Chemical fertilizers, on the other hand, are in a highly soluble form and are generally of a much higher concentration than organic fertilizers. Upon applying them to the soil, they are quickly taken up by the roots. Because they are so concentrated, this rapid action will cause the plant to take in toxic levels of nutrients if the fertilizer is overapplied, leading to injury and even death if the levels are high enough. Additionally, chemical fertilizers leave salts behind in the soil. If the plant is not flushed periodically (every 1-2 months), these salts will build up to levels that are dangerous to the plants. (As a related note, if the soil is not flushed just prior to harvest, the taste of the smoke will be adversely affected.) Finally, chemical fertilizers have an adverse effect on soil microorganisms, including earthworms.

Beyond the issues of soil chemistry and nutrient uptake, there is little question that using organic substances are better for the environment, even when growing indoors. Organic fertilizers - blood and bone meal, fish emulsion, manure, worm castings - are renewable. Petroleum, which chemical fertilizers are synthesized from, is not.
For the outdoor grower, choice of fertilizer has an even more profound effect. Successful outdoor growing is closely linked with the health of the soil. Chemical fertilizers, as mentioned, have an adverse effect on soil life, which decreases the biodiversity and overall health of the soil. Chemicals are also far more soluble than organics, and are often washed away with rain or a too-heavy watering. Not only does this not help your plant, it also causes a potential pollution problem - for instance, toxic algae blooms in lakes and ponds are often linked with fertilizer run-off from lawns.

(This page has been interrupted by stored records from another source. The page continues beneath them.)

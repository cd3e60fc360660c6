use std::collections::VecDeque;

use crate::core::error::Result;
use crate::core::types::{DocId, NO_MORE_DOCS};
use crate::index::iterator::DocIterator;
use crate::scoring::scorer::Scorer;
use crate::scoring::similarity::Similarity;

/// Documents matched by every sub-scorer.
///
/// Sub-scorers are kept ordered by current document; the one furthest
/// behind is skipped up to the one furthest ahead and rotated to the back
/// until all agree.
pub struct ConjunctionScorer {
    scorers: VecDeque<Box<dyn Scorer>>,
    coord: f32,
    first_time: bool,
    more: bool,
}

impl ConjunctionScorer {
    pub fn new(scorers: Vec<Box<dyn Scorer>>, similarity: &dyn Similarity) -> Self {
        let n = scorers.len();
        ConjunctionScorer {
            more: n > 0,
            coord: if n > 0 { similarity.coord(n, n) } else { 0.0 },
            scorers: scorers.into(),
            first_time: true,
        }
    }

    fn init(&mut self) -> Result<()> {
        self.first_time = false;
        for scorer in self.scorers.iter_mut() {
            if !self.more {
                break;
            }
            self.more = scorer.next()?;
        }
        if self.more {
            self.sort_scorers();
        }
        Ok(())
    }

    fn sort_scorers(&mut self) {
        self.scorers.make_contiguous().sort_by_key(|s| s.doc());
    }

    fn last_doc(&self) -> DocId {
        self.scorers.back().map_or(NO_MORE_DOCS, |s| s.doc())
    }

    fn do_next(&mut self) -> Result<bool> {
        while self.more {
            let target = self.last_doc();
            let Some(mut first) = self.scorers.pop_front() else {
                self.more = false;
                break;
            };
            if first.doc() >= target {
                self.scorers.push_front(first);
                break;
            }
            self.more = first.skip_to(target)?;
            self.scorers.push_back(first);
        }
        Ok(self.more)
    }
}

impl DocIterator for ConjunctionScorer {
    fn next(&mut self) -> Result<bool> {
        if self.first_time {
            self.init()?;
        } else if self.more {
            self.more = match self.scorers.back_mut() {
                Some(last) => last.next()?,
                None => false,
            };
        }
        self.do_next()
    }

    fn skip_to(&mut self, target: DocId) -> Result<bool> {
        self.first_time = false;
        for scorer in self.scorers.iter_mut() {
            if !self.more {
                break;
            }
            self.more = scorer.skip_to(target)?;
        }
        if self.more {
            self.sort_scorers();
        }
        self.do_next()
    }

    fn doc(&self) -> DocId {
        match self.scorers.front() {
            Some(first) if self.more => first.doc(),
            _ => NO_MORE_DOCS,
        }
    }
}

impl Scorer for ConjunctionScorer {
    fn score(&self) -> f32 {
        let sum: f32 = self.scorers.iter().map(|s| s.score()).sum();
        sum * self.coord
    }
}

#[cfg(test)]
mod tests {
    use std::sync::Arc;

    use super::*;
    use crate::index::term::Term;
    use crate::scoring::scorer::testing::segment;
    use crate::scoring::similarity::DefaultSimilarity;
    use crate::scoring::term_scorer::TermScorer;
    use crate::storage::segment_reader::SegmentReader;

    /// Doc i holds "a" when i is in `a` and "b" when i is in `b`.
    fn reader(a: &[u32], b: &[u32], max_doc: u32) -> SegmentReader {
        let texts: Vec<String> = (0..max_doc)
            .map(|i| {
                let mut words = vec!["z"];
                if a.contains(&i) {
                    words.push("a");
                }
                if b.contains(&i) {
                    words.push("b");
                }
                words.join(" ")
            })
            .collect();
        let refs: Vec<&str> = texts.iter().map(String::as_str).collect();
        segment(&refs)
    }

    fn term(reader: &SegmentReader, text: &str) -> Box<dyn Scorer> {
        let postings = reader.term_docs(&Term::new("f", text)).unwrap();
        Box::new(TermScorer::new(postings, reader.scoring_norms("f"), 1.0, Arc::new(DefaultSimilarity)))
    }

    fn conjunction(reader: &SegmentReader, terms: &[&str]) -> ConjunctionScorer {
        let scorers = terms.iter().map(|t| term(reader, t)).collect();
        ConjunctionScorer::new(scorers, &DefaultSimilarity)
    }

    #[test]
    fn intersects_two_lists() {
        let reader = reader(&[1, 3, 5, 7], &[3, 5, 9], 10);
        let mut s = conjunction(&reader, &["a", "b"]);
        let mut docs = Vec::new();
        while s.next().unwrap() {
            docs.push(s.doc());
        }
        assert_eq!(docs, vec![3, 5]);
        assert_eq!(s.doc(), NO_MORE_DOCS);
    }

    #[test]
    fn skip_to_before_next_starts_the_scan() {
        let reader = reader(&[1, 3, 5, 7], &[3, 5, 7, 9], 10);
        let mut s = conjunction(&reader, &["a", "b"]);
        assert!(s.skip_to(4).unwrap());
        assert_eq!(s.doc(), 5);
        assert!(s.next().unwrap());
        assert_eq!(s.doc(), 7);
        assert!(!s.next().unwrap());
    }

    #[test]
    fn score_sums_sub_scores() {
        let reader = reader(&[2], &[2], 3);
        let mut both = conjunction(&reader, &["a", "b"]);
        assert!(both.next().unwrap());
        let mut a = term(&reader, "a");
        let mut b = term(&reader, "b");
        assert!(a.skip_to(2).unwrap() && b.skip_to(2).unwrap());
        assert!((both.score() - (a.score() + b.score())).abs() < 1e-6);
    }

    #[test]
    fn missing_term_matches_nothing() {
        let reader = reader(&[1, 2], &[], 3);
        let mut s = conjunction(&reader, &["a", "b"]);
        assert!(!s.next().unwrap());
        let mut empty = ConjunctionScorer::new(Vec::new(), &DefaultSimilarity);
        assert!(!empty.next().unwrap());
    }
}
use std::fmt;

#[derive(Debug, Clone, Copy, PartialEq, Eq)]
pub enum ErrorKind {
    Io,
    Corruption,
    Parse,
    NotFound,
    InvalidArgument,
    InvalidState,
    Unsupported,
}

#[derive(Debug)]
pub struct Error {
    pub kind: ErrorKind,
    pub context: String,
}

impl Error {
    pub fn new(kind: ErrorKind, context: String) -> Self {
        Error { kind, context }
    }

    pub fn corruption(context: impl Into<String>) -> Self {
        Error::new(ErrorKind::Corruption, context.into())
    }

    pub fn invalid_argument(context: impl Into<String>) -> Self {
        Error::new(ErrorKind::InvalidArgument, context.into())
    }

    pub fn unsupported(context: impl Into<String>) -> Self {
        Error::new(ErrorKind::Unsupported, context.into())
    }

    pub fn kind(&self) -> ErrorKind {
        self.kind
    }
}

impl fmt::Display for Error {
    fn fmt(&self, f: &mut fmt::Formatter) -> fmt::Result {
        write!(f, "{:?}: {}", self.kind, self.context)
    }
}

impl std::error::Error for Error {}

impl From<std::io::Error> for Error {
    fn from(err: std::io::Error) -> Self {
        let kind = match err.kind() {
            std::io::ErrorKind::NotFound => ErrorKind::NotFound,
            std::io::ErrorKind::UnexpectedEof | std::io::ErrorKind::InvalidData => {
                ErrorKind::Corruption
            }
            _ => ErrorKind::Io,
        };
        Error {
            kind,
            context: err.to_string(),
        }
    }
}

impl From<bincode::Error> for Error {
    fn from(err: bincode::Error) -> Self {
        Error {
            kind: ErrorKind::Parse,
            context: err.to_string(),
        }
    }
}

impl From<serde_json::Error> for Error {
    fn from(err: serde_json::Error) -> Self {
        Error {
            kind: ErrorKind::Parse,
            context: format!("JSON error: {}", err),
        }
    }
}

pub type Result<T> = std::result::Result<T, Error>;

#[cfg(test)]
mod tests {
    use super::*;

    #[test]
    fn io_not_found_maps_to_not_found() {
        let err: Error = std::io::Error::new(std::io::ErrorKind::NotFound, "gone").into();
        assert_eq!(err.kind(), ErrorKind::NotFound);
    }

    #[test]
    fn display_includes_kind_and_context() {
        let err = Error::corruption("read past EOF");
        assert_eq!(err.to_string(), "Corruption: read past EOF");
    }
}
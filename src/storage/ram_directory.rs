use std::collections::{HashMap, HashSet};
use std::sync::Arc;

use bytes::Bytes;
use parking_lot::{Mutex, RwLock};

use crate::core::error::{Error, ErrorKind, Result};
use crate::storage::directory::{Directory, DirectoryLock};
use crate::storage::index_input::IndexInput;
use crate::storage::index_output::{IndexOutput, RamOutput};

type FileMap = Arc<RwLock<HashMap<String, Bytes>>>;

/// Directory held entirely in memory. Files become visible when their
/// output is closed.
#[derive(Default, Clone)]
pub struct RamDirectory {
    files: FileMap,
    locks: Arc<Mutex<HashSet<String>>>,
}

impl RamDirectory {
    pub fn new() -> Self {
        RamDirectory::default()
    }
}

fn not_found(name: &str) -> Error {
    Error::new(ErrorKind::NotFound, format!("no such file: {}", name))
}

impl Directory for RamDirectory {
    fn list(&self) -> Result<Vec<String>> {
        let mut names: Vec<String> = self.files.read().keys().cloned().collect();
        names.sort();
        Ok(names)
    }

    fn file_exists(&self, name: &str) -> bool {
        self.files.read().contains_key(name)
    }

    fn file_length(&self, name: &str) -> Result<u64> {
        self.files
            .read()
            .get(name)
            .map(|b| b.len() as u64)
            .ok_or_else(|| not_found(name))
    }

    fn delete_file(&self, name: &str) -> Result<()> {
        self.files
            .write()
            .remove(name)
            .map(|_| ())
            .ok_or_else(|| not_found(name))
    }

    fn rename_file(&self, from: &str, to: &str) -> Result<()> {
        let mut files = self.files.write();
        let data = files.remove(from).ok_or_else(|| not_found(from))?;
        files.insert(to.to_string(), data);
        Ok(())
    }

    fn create_output(&self, name: &str) -> Result<Box<dyn IndexOutput>> {
        Ok(Box::new(RamFileOutput {
            name: name.to_string(),
            buffer: RamOutput::new(),
            files: Arc::clone(&self.files),
            closed: false,
        }))
    }

    fn open_input(&self, name: &str) -> Result<IndexInput> {
        let files = self.files.read();
        let data = files.get(name).ok_or_else(|| not_found(name))?;
        Ok(IndexInput::new(name, data.clone()))
    }

    fn obtain_lock(&self, name: &str) -> Result<Box<dyn DirectoryLock>> {
        let mut locks = self.locks.lock();
        if !locks.insert(name.to_string()) {
            return Err(Error::new(
                ErrorKind::InvalidState,
                format!("lock {} already held", name),
            ));
        }
        Ok(Box::new(RamLock {
            name: name.to_string(),
            locks: Arc::clone(&self.locks),
        }))
    }
}

struct RamFileOutput {
    name: String,
    buffer: RamOutput,
    files: FileMap,
    closed: bool,
}

impl IndexOutput for RamFileOutput {
    fn write_bytes(&mut self, bytes: &[u8]) -> Result<()> {
        if self.closed {
            return Err(Error::new(ErrorKind::InvalidState, format!("{} is closed", self.name)));
        }
        self.buffer.write_bytes(bytes)
    }

    fn file_pointer(&self) -> u64 {
        self.buffer.file_pointer()
    }

    fn seek(&mut self, pos: u64) -> Result<()> {
        self.buffer.seek(pos)
    }

    fn close(&mut self) -> Result<()> {
        if !self.closed {
            self.closed = true;
            let data = Bytes::from(std::mem::take(&mut self.buffer).into_inner());
            self.files.write().insert(self.name.clone(), data);
        }
        Ok(())
    }
}

struct RamLock {
    name: String,
    locks: Arc<Mutex<HashSet<String>>>,
}

impl DirectoryLock for RamLock {
    fn name(&self) -> &str {
        &self.name
    }
}

impl Drop for RamLock {
    fn drop(&mut self) {
        self.locks.lock().remove(&self.name);
    }
}
impl DocIterator for SpanScorer {
    fn next(&mut self) -> Result<bool> {
        if self.first_time {
            self.more = self.spans.next()?;
            self.first_time = false;
        }
        if !self.more {
            self.doc = NO_MORE_DOCS;
            return Ok(false);
        }
        self.gather()
    }

    fn skip_to(&mut self, target: DocId) -> Result<bool> {
        if self.first_time || (self.more && self.spans.doc() < target) {
            self.more = self.spans.skip_to(target)?;
        }
        self.first_time = false;
        if !self.more {
            self.doc = NO_MORE_DOCS;
            return Ok(false);
        }
        self.gather()
    }

    fn doc(&self) -> DocId {
        self.doc
    }
}

impl Scorer for SpanScorer {
    fn score(&self) -> f32 {
        let norm = self.norms.get(self.doc as usize).copied().unwrap_or(0);
        self.similarity.tf(self.freq) * self.value * decode_norm(norm)
    }
}

#[cfg(test)]
mod tests {
    use super::*;
    use crate::index::term::Term;
    use crate::scoring::scorer::testing::segment;
    use crate::scoring::similarity::DefaultSimilarity;
    use crate::storage::segment_reader::SegmentReader;

    fn term(reader: &SegmentReader, text: &str) -> Box<dyn Spans> {
        let positions: Box<dyn TermPositions> = Box::new(reader.term_positions(&Term::new("f", text)).unwrap());
        Box::new(TermSpans::new(positions))
    }

    fn near(reader: &SegmentReader, terms: &[&str], slop: u32, in_order: bool) -> NearSpans {
        NearSpans::new(terms.iter().map(|t| term(reader, t)).collect(), slop, in_order)
    }

    fn collect(spans: &mut dyn Spans) -> Vec<(DocId, u32, u32)> {
        let mut out = Vec::new();
        while spans.next().unwrap() {
            out.push((spans.doc(), spans.start(), spans.end()));
        }
        out
    }

    #[test]
    fn term_spans_walk_every_position() {
        let reader = segment(&["a b a", "b", "a"]);
        let mut spans = term(&reader, "a");
        assert_eq!(collect(spans.as_mut()), vec![(0, 0, 1), (0, 2, 3), (2, 0, 1)]);
    }

    #[test]
    fn unordered_near_accepts_either_order() {
        let reader = segment(&["x a b", "b a", "a y y b", "a y y y b"]);
        let mut spans = near(&reader, &["a", "b"], 2, false);
        assert_eq!(collect(&mut spans), vec![(0, 1, 3), (1, 0, 2), (2, 0, 4)]);
    }

    #[test]
    fn ordered_near_rejects_reversed_clauses() {
        let reader = segment(&["x a b", "b a", "a y b"]);
        let mut spans = near(&reader, &["a", "b"], 1, true);
        assert_eq!(collect(&mut spans), vec![(0, 1, 3), (2, 0, 3)]);
    }

    #[test]
    fn ordered_near_retries_after_local_inversion() {
        // the first b precedes a, the second one follows it within the slop
        let reader = segment(&["b a b"]);
        let mut spans = near(&reader, &["a", "b"], 0, true);
        assert_eq!(collect(&mut spans), vec![(0, 1, 3)]);
    }

    #[test]
    fn skip_to_moves_to_later_match() {
        let texts: Vec<&str> = (0..30).map(|i| if i % 7 == 0 { "a b" } else { "a x x x b" }).collect();
        let reader = segment(&texts);
        let mut spans = near(&reader, &["a", "b"], 0, true);
        assert!(spans.skip_to(8).unwrap());
        assert_eq!(spans.doc(), 14);
        assert!(spans.next().unwrap());
        assert_eq!(spans.doc(), 21);
    }

    #[test]
    fn span_scorer_sums_sloppy_freqs() {
        let reader = segment(&["a b x a x b", "q"]);
        let spans = Box::new(near(&reader, &["a", "b"], 1, true));
        let mut scorer = SpanScorer::new(spans, Arc::new(DefaultSimilarity), 1.0, reader.scoring_norms("f"));
        assert!(scorer.next().unwrap());
        assert_eq!(scorer.doc(), 0);
        let sim = DefaultSimilarity;
        assert!((scorer.freq() - (sim.sloppy_freq(2) + sim.sloppy_freq(3))).abs() < 1e-6);
        assert!(!scorer.next().unwrap());
        assert_eq!(scorer.doc(), NO_MORE_DOCS);
    }
}
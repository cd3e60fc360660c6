use std::collections::HashMap;
use std::sync::atomic::{AtomicBool, Ordering};
use std::sync::{Arc, OnceLock};

use bytes::Bytes;
use parking_lot::RwLock;
use roaring::RoaringBitmap;

use crate::core::error::{Error, Result};
use crate::core::types::{DocId, Document};
use crate::index::deletions::{read_deletions, write_deletions};
use crate::index::field_cache::FieldCache;
use crate::index::field_infos::FieldInfos;
use crate::index::iterator::DocIterator;
use crate::index::norms::{fake_norms, read_norms};
use crate::index::segment_term_docs::{SegmentTermDocs, SegmentTermPositions};
use crate::index::stored_fields::StoredFieldsReader;
use crate::index::term::{Term, TermInfo};
use crate::index::term_dictionary::{TermCursor, TermDictionary};
use crate::index::term_vectors::{SegmentTermVector, TermVectorsReader};
use crate::storage::compound::CompoundFileReader;
use crate::storage::directory::Directory;
use crate::storage::index_input::IndexInput;
use crate::storage::segment::SegmentInfo;

/// Read access to one immutable segment.
///
/// Everything but the deletion bitmap is fixed at open. Postings readers
/// snapshot the bitmap when created, so deleting a document does not
/// disturb iterations already in flight.
pub struct SegmentReader {
    info: SegmentInfo,
    directory: Arc<dyn Directory>,
    field_infos: Arc<FieldInfos>,
    terms: TermDictionary,
    freq_stream: IndexInput,
    prox_stream: IndexInput,
    stored: StoredFieldsReader,
    term_vectors: Option<TermVectorsReader>,
    norms: HashMap<String, Bytes>,
    fake_norms: OnceLock<Bytes>,
    deleted: RwLock<Option<Arc<RoaringBitmap>>>,
    deletions_dirty: AtomicBool,
    field_cache: FieldCache,
}

impl SegmentReader {
    pub fn open(directory: Arc<dyn Directory>, info: &SegmentInfo) -> Result<Self> {
        let segment = info.name.as_str();
        let files: Arc<dyn Directory> = if info.compound {
            Arc::new(CompoundFileReader::open(directory.as_ref(), &info.cfs_file())?)
        } else {
            Arc::clone(&directory)
        };

        let field_infos = Arc::new(FieldInfos::read(files.as_ref(), &format!("{}.fnm", segment))?);
        let terms = TermDictionary::open(files.as_ref(), segment, Arc::clone(&field_infos))?;
        let freq_stream = files.open_input(&format!("{}.frq", segment))?;
        let prox_stream = files.open_input(&format!("{}.prx", segment))?;
        let stored = StoredFieldsReader::open(files.as_ref(), segment)?;
        if stored.size() != info.doc_count {
            return Err(Error::corruption(format!(
                "segment {} stores {} documents, expected {}",
                segment,
                stored.size(),
                info.doc_count
            )));
        }

        let term_vectors = if field_infos.has_vectors() {
            let reader = TermVectorsReader::open(files.as_ref(), segment, Arc::clone(&field_infos))?;
            if reader.size() != info.doc_count {
                return Err(Error::corruption(format!(
                    "segment {} has term vectors for {} documents, expected {}",
                    segment,
                    reader.size(),
                    info.doc_count
                )));
            }
            Some(reader)
        } else {
            None
        };

        let mut norms = HashMap::new();
        for field in field_infos.iter().filter(|f| f.indexed) {
            if let Some(bytes) = read_norms(files.as_ref(), segment, field.number, info.doc_count)? {
                norms.insert(field.name.clone(), bytes);
            }
        }

        let deleted = if directory.file_exists(&info.del_file()) {
            Some(Arc::new(read_deletions(directory.as_ref(), &info.del_file())?))
        } else {
            None
        };

        log::debug!(
            "opened segment {} ({} docs, {} terms, {} deleted)",
            segment,
            info.doc_count,
            terms.size(),
            deleted.as_ref().map_or(0, |d| d.len())
        );

        Ok(SegmentReader {
            info: info.clone(),
            directory,
            field_infos,
            terms,
            freq_stream,
            prox_stream,
            stored,
            term_vectors,
            norms,
            fake_norms: OnceLock::new(),
            deleted: RwLock::new(deleted),
            deletions_dirty: AtomicBool::new(false),
            field_cache: FieldCache::new(),
        })
    }

    pub fn name(&self) -> &str {
        &self.info.name
    }

    pub fn segment_info(&self) -> &SegmentInfo {
        &self.info
    }

    pub fn max_doc(&self) -> u32 {
        self.info.doc_count
    }

    pub fn num_docs(&self) -> u32 {
        let deleted = self.deleted.read().as_ref().map_or(0, |d| d.len() as u32);
        self.max_doc() - deleted
    }

    pub fn has_deletions(&self) -> bool {
        self.deleted.read().as_ref().is_some_and(|d| !d.is_empty())
    }

    pub fn is_deleted(&self, doc: DocId) -> bool {
        self.deleted.read().as_ref().is_some_and(|d| d.contains(doc))
    }

    /// Snapshot of the deletion bitmap.
    pub fn deleted_docs(&self) -> Option<Arc<RoaringBitmap>> {
        self.deleted.read().clone()
    }

    pub fn field_infos(&self) -> &Arc<FieldInfos> {
        &self.field_infos
    }

    pub fn dictionary(&self) -> &TermDictionary {
        &self.terms
    }

    pub fn field_cache(&self) -> &FieldCache {
        &self.field_cache
    }

    pub fn document(&self, doc: DocId) -> Result<Document> {
        if self.is_deleted(doc) {
            return Err(Error::invalid_argument(format!(
                "document {} of segment {} is deleted",
                doc,
                self.name()
            )));
        }
        self.stored.document(doc)
    }

    /// Term vector of `field` in document `doc`. `None` when the field
    /// stores no vectors or the document has no terms in it.
    pub fn term_freq_vector(&self, doc: DocId, field: &str) -> Result<Option<SegmentTermVector>> {
        match &self.term_vectors {
            Some(reader) => reader.get(doc, field),
            None => self.check_doc(doc).map(|_| None),
        }
    }

    /// Every term vector of document `doc`, in field number order.
    pub fn term_freq_vectors(&self, doc: DocId) -> Result<Vec<SegmentTermVector>> {
        match &self.term_vectors {
            Some(reader) => reader.get_all(doc),
            None => self.check_doc(doc).map(|_| Vec::new()),
        }
    }

    fn check_doc(&self, doc: DocId) -> Result<()> {
        if doc >= self.max_doc() {
            return Err(Error::invalid_argument(format!(
                "document {} out of range for segment {}",
                doc,
                self.name()
            )));
        }
        Ok(())
    }

    /// Stored norms of `field`, if it has any.
    pub fn norms(&self, field: &str) -> Option<&Bytes> {
        self.norms.get(field)
    }

    /// Norms for scoring: the stored ones, or a neutral 1.0 per document.
    pub fn scoring_norms(&self, field: &str) -> Bytes {
        match self.norms.get(field) {
            Some(norms) => norms.clone(),
            None => self.fake_norms.get_or_init(|| fake_norms(self.max_doc())).clone(),
        }
    }

    pub fn terms(&self) -> TermCursor {
        self.terms.iterate()
    }

    pub fn terms_from(&self, term: &Term) -> Result<TermCursor> {
        self.terms.iterate_from(term)
    }

    pub fn term_info(&self, term: &Term) -> Result<Option<TermInfo>> {
        let mut cursor = self.terms.cursor();
        self.terms.lookup(&mut cursor, term)
    }

    pub fn doc_freq(&self, term: &Term) -> Result<u32> {
        Ok(self.term_info(term)?.map_or(0, |info| info.doc_freq))
    }

    /// Unpositioned postings reader; `seek` it to a term.
    pub fn term_docs_reader(&self) -> SegmentTermDocs {
        SegmentTermDocs::new(self.freq_stream.clone(), self.deleted_docs(), self.terms.skip_interval())
    }

    pub fn term_positions_reader(&self) -> SegmentTermPositions {
        SegmentTermPositions::new(
            self.freq_stream.clone(),
            self.prox_stream.clone(),
            self.deleted_docs(),
            self.terms.skip_interval(),
        )
    }

    pub fn term_docs(&self, term: &Term) -> Result<SegmentTermDocs> {
        let mut docs = self.term_docs_reader();
        docs.seek(self.term_info(term)?)?;
        Ok(docs)
    }

    pub fn term_positions(&self, term: &Term) -> Result<SegmentTermPositions> {
        let mut positions = self.term_positions_reader();
        positions.seek(self.term_info(term)?)?;
        Ok(positions)
    }

    pub fn delete_document(&self, doc: DocId) -> Result<()> {
        if doc >= self.max_doc() {
            return Err(Error::invalid_argument(format!(
                "document {} out of range for segment {}",
                doc,
                self.name()
            )));
        }
        let mut deleted = self.deleted.write();
        let bits = deleted.get_or_insert_with(|| Arc::new(RoaringBitmap::new()));
        if Arc::make_mut(bits).insert(doc) {
            self.deletions_dirty.store(true, Ordering::Release);
        }
        Ok(())
    }

    /// Deletes every live document containing `term`; returns how many.
    pub fn delete_documents(&self, term: &Term) -> Result<u32> {
        let mut docs = self.term_docs(term)?;
        let mut count = 0;
        while docs.next()? {
            self.delete_document(docs.doc())?;
            count += 1;
        }
        Ok(count)
    }

    /// Writes the deletion bitmap if it changed since open.
    pub fn commit_deletions(&self) -> Result<()> {
        if !self.deletions_dirty.swap(false, Ordering::AcqRel) {
            return Ok(());
        }
        let snapshot = self.deleted_docs();
        if let Some(bits) = snapshot {
            if let Err(e) = write_deletions(self.directory.as_ref(), &self.info.del_file(), &bits) {
                self.deletions_dirty.store(true, Ordering::Release);
                return Err(e);
            }
            log::debug!("segment {} now has {} deletions", self.name(), bits.len());
        }
        Ok(())
    }

    /// Drops cached field values. Readers stay usable.
    pub fn close(&self) {
        self.field_cache.clear();
    }
}

impl std::fmt::Debug for SegmentReader {
    fn fmt(&self, f: &mut std::fmt::Formatter<'_>) -> std::fmt::Result {
        f.debug_struct("SegmentReader")
            .field("name", &self.info.name)
            .field("max_doc", &self.max_doc())
            .finish()
    }
}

Organics are not without their drawbacks, however, especially to the indoor grower. Some organic fertilizers, fish emulsion in particular, have an odor that may offend delicate noses. (However, any security measures involving air filtering or ionization should keep the smell to a minimum.) Also, because organics encourage soil life, there are sometimes more problems with insects, particularly fungus gnats. Finally, organics require a greater investment of time and effort: chemical fertilizers' main advantage is their ease of use.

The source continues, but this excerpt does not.